Wie wurde da gezählt?
Es stellt sich die Frage: Wie kommt man auf 750 Seelen? Haben Brennwald (und allenfalls die Obervögte) zwecks möglichst dramatischer Darstellung der Problemlage gegenüber den Entscheidungsträgern auf die Zahlen aus der Zeit vor der Auswanderungswelle zurückgegriffen, indem die Abgewanderten nach wie vor zur Gemeinde gezählt wurden?
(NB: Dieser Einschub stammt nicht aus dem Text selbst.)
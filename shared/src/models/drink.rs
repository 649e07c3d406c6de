//! Drink Model
//!
//! A drink is a title plus an ordered recipe of ingredients. Two views exist:
//! [`Drink::short`] for the public menu (ingredient names hidden) and
//! [`Drink::long`] for staff.

use serde::{Deserialize, Serialize};
use serde_json::Value;
use thiserror::Error;

use crate::error::AppError;
use crate::util::is_truthy;

/// One recipe entry; keys other than these three are rejected
#[derive(Debug, Clone, PartialEq, Eq, Serialize, Deserialize)]
#[serde(deny_unknown_fields)]
pub struct Ingredient {
    pub name: String,
    pub color: String,
    pub parts: u32,
}

/// Public projection of an ingredient
#[derive(Debug, Clone, PartialEq, Eq, Serialize, Deserialize)]
pub struct ShortIngredient {
    pub color: String,
    pub parts: u32,
}

/// Ordered list of ingredients, stored as JSON text
#[derive(Debug, Clone, Default, PartialEq, Eq, Serialize, Deserialize)]
#[serde(transparent)]
pub struct Recipe(pub Vec<Ingredient>);

impl Recipe {
    /// Parse a submitted recipe. A single ingredient object is accepted and
    /// normalized into a one-element recipe.
    pub fn from_value(value: &Value) -> Result<Self, PayloadError> {
        let entries = match value {
            Value::Array(items) => items
                .iter()
                .map(Self::ingredient)
                .collect::<Result<Vec<_>, _>>()?,
            Value::Object(_) => vec![Self::ingredient(value)?],
            _ => {
                return Err(PayloadError::InvalidField {
                    field: "recipe",
                    reason: "expected an ingredient object or a list of them".to_string(),
                });
            }
        };
        Ok(Self(entries))
    }

    fn ingredient(value: &Value) -> Result<Ingredient, PayloadError> {
        Ingredient::deserialize(value).map_err(|e| PayloadError::InvalidField {
            field: "recipe",
            reason: e.to_string(),
        })
    }

    /// Parse the persisted JSON text form
    pub fn from_json(text: &str) -> Result<Self, serde_json::Error> {
        serde_json::from_str(text)
    }

    /// Serialize to the persisted JSON text form
    pub fn to_json(&self) -> Result<String, serde_json::Error> {
        serde_json::to_string(self)
    }

    pub fn ingredients(&self) -> &[Ingredient] {
        &self.0
    }

    pub fn len(&self) -> usize {
        self.0.len()
    }

    pub fn is_empty(&self) -> bool {
        self.0.is_empty()
    }
}

/// Drink entity (serializes as the long view)
#[derive(Debug, Clone, PartialEq, Eq, Serialize, Deserialize)]
pub struct Drink {
    pub id: i64,
    pub title: String,
    pub recipe: Recipe,
}

/// Public view of a drink
#[derive(Debug, Clone, PartialEq, Eq, Serialize, Deserialize)]
pub struct ShortDrink {
    pub id: i64,
    pub title: String,
    pub recipe: Vec<ShortIngredient>,
}

impl Drink {
    /// Public view: ingredient names are hidden
    pub fn short(&self) -> ShortDrink {
        ShortDrink {
            id: self.id,
            title: self.title.clone(),
            recipe: self
                .recipe
                .ingredients()
                .iter()
                .map(|i| ShortIngredient {
                    color: i.color.clone(),
                    parts: i.parts,
                })
                .collect(),
        }
    }

    /// Staff view: full recipe
    pub fn long(&self) -> Drink {
        self.clone()
    }

    /// Apply a partial update; absent fields keep their current value
    pub fn apply(&mut self, update: DrinkUpdate) {
        if let Some(title) = update.title {
            self.title = title;
        }
        if let Some(recipe) = update.recipe {
            self.recipe = recipe;
        }
    }
}

/// Create drink payload
#[derive(Debug, Clone, PartialEq, Eq)]
pub struct DrinkCreate {
    pub title: String,
    pub recipe: Recipe,
}

impl DrinkCreate {
    /// Build from a request body object with `title` and `recipe`
    pub fn from_body(body: &Value) -> Result<Self, PayloadError> {
        let object = body.as_object().ok_or(PayloadError::NotAnObject)?;

        let title = match object.get("title") {
            Some(Value::String(s)) if !s.trim().is_empty() => s.clone(),
            Some(Value::String(_)) => {
                return Err(PayloadError::InvalidField {
                    field: "title",
                    reason: "must not be blank".to_string(),
                });
            }
            Some(_) => {
                return Err(PayloadError::InvalidField {
                    field: "title",
                    reason: "must be a string".to_string(),
                });
            }
            None => return Err(PayloadError::MissingField("title")),
        };

        let recipe = object
            .get("recipe")
            .filter(|v| !v.is_null())
            .ok_or(PayloadError::MissingField("recipe"))
            .and_then(Recipe::from_value)?;

        Ok(Self { title, recipe })
    }
}

/// Update drink payload
///
/// A field is `Some` only when the submitted value was truthy; falsy values
/// (`""`, `null`, `[]`, ...) leave the stored value unchanged.
#[derive(Debug, Clone, Default, PartialEq, Eq)]
pub struct DrinkUpdate {
    pub title: Option<String>,
    pub recipe: Option<Recipe>,
}

impl DrinkUpdate {
    pub fn from_body(body: &Value) -> Result<Self, PayloadError> {
        let object = body.as_object().ok_or(PayloadError::NotAnObject)?;

        let title = match object.get("title").filter(|v| is_truthy(v)) {
            Some(Value::String(s)) => Some(s.clone()),
            Some(_) => {
                return Err(PayloadError::InvalidField {
                    field: "title",
                    reason: "must be a string".to_string(),
                });
            }
            None => None,
        };

        let recipe = object
            .get("recipe")
            .filter(|v| is_truthy(v))
            .map(Recipe::from_value)
            .transpose()?;

        Ok(Self { title, recipe })
    }

    pub fn is_empty(&self) -> bool {
        self.title.is_none() && self.recipe.is_none()
    }
}

/// Why a submitted drink payload was rejected
#[derive(Debug, Clone, PartialEq, Eq, Error)]
pub enum PayloadError {
    #[error("request body must be a JSON object")]
    NotAnObject,

    #[error("missing field: {0}")]
    MissingField(&'static str),

    #[error("invalid {field}: {reason}")]
    InvalidField { field: &'static str, reason: String },
}

impl From<PayloadError> for AppError {
    fn from(err: PayloadError) -> Self {
        tracing::debug!(error = %err, "Rejected drink payload");
        AppError::unprocessable()
    }
}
Wir haben es hier mit einem Grundproblem jeder Statistik zu tun, nämlich der zugrundegelegten Definitionen. Wenn die von einer Erhebung zur nächsten geändert werden, dann kann man die Zahlen eigentlich nicht vergleichen. In den Verzeichnissen wird teilweise zwischen Personen «innert der Gmeind» und «ussert der Gmeind» unterschieden. Diejenigen ausserhalb dürften nach heutigen Kriterien der Definition eines zivilrechtlichen Wohnsitzes nicht zur Bevölkerungszahl gerechnet werden.
Die Dynamik bei den Bevölkerungszahlen ist jedenfalls eindrücklich. Worauf sie zurückzuführen ist, kann nur durch akribische Analyse der Bevölkerungsverzeichnisse eruiert werden. Dafür fehlte mir aber bislang die Zeit.
Zu vermuten ist jedenfalls, dass die Zuwächse vor allem aufgrund von Geburtenüberschüssen erfolgten (mehr Geburten als Todesfälle und Abgänge durch Auswanderung). Denn Weiach hatte schon vor 1598 einen sogenannten Einzugsbrief, also eine Gemeindeverordnung, die es erlaubte, von Neuzuzügern relativ hohe Gebühren einzufordern (vgl. Rechtsquellen Neuamt, Nr. 186). Diese Einkaufssummen verfolgten die Zielsetzung, die natürlichen Ressourcen nicht zu überlasten.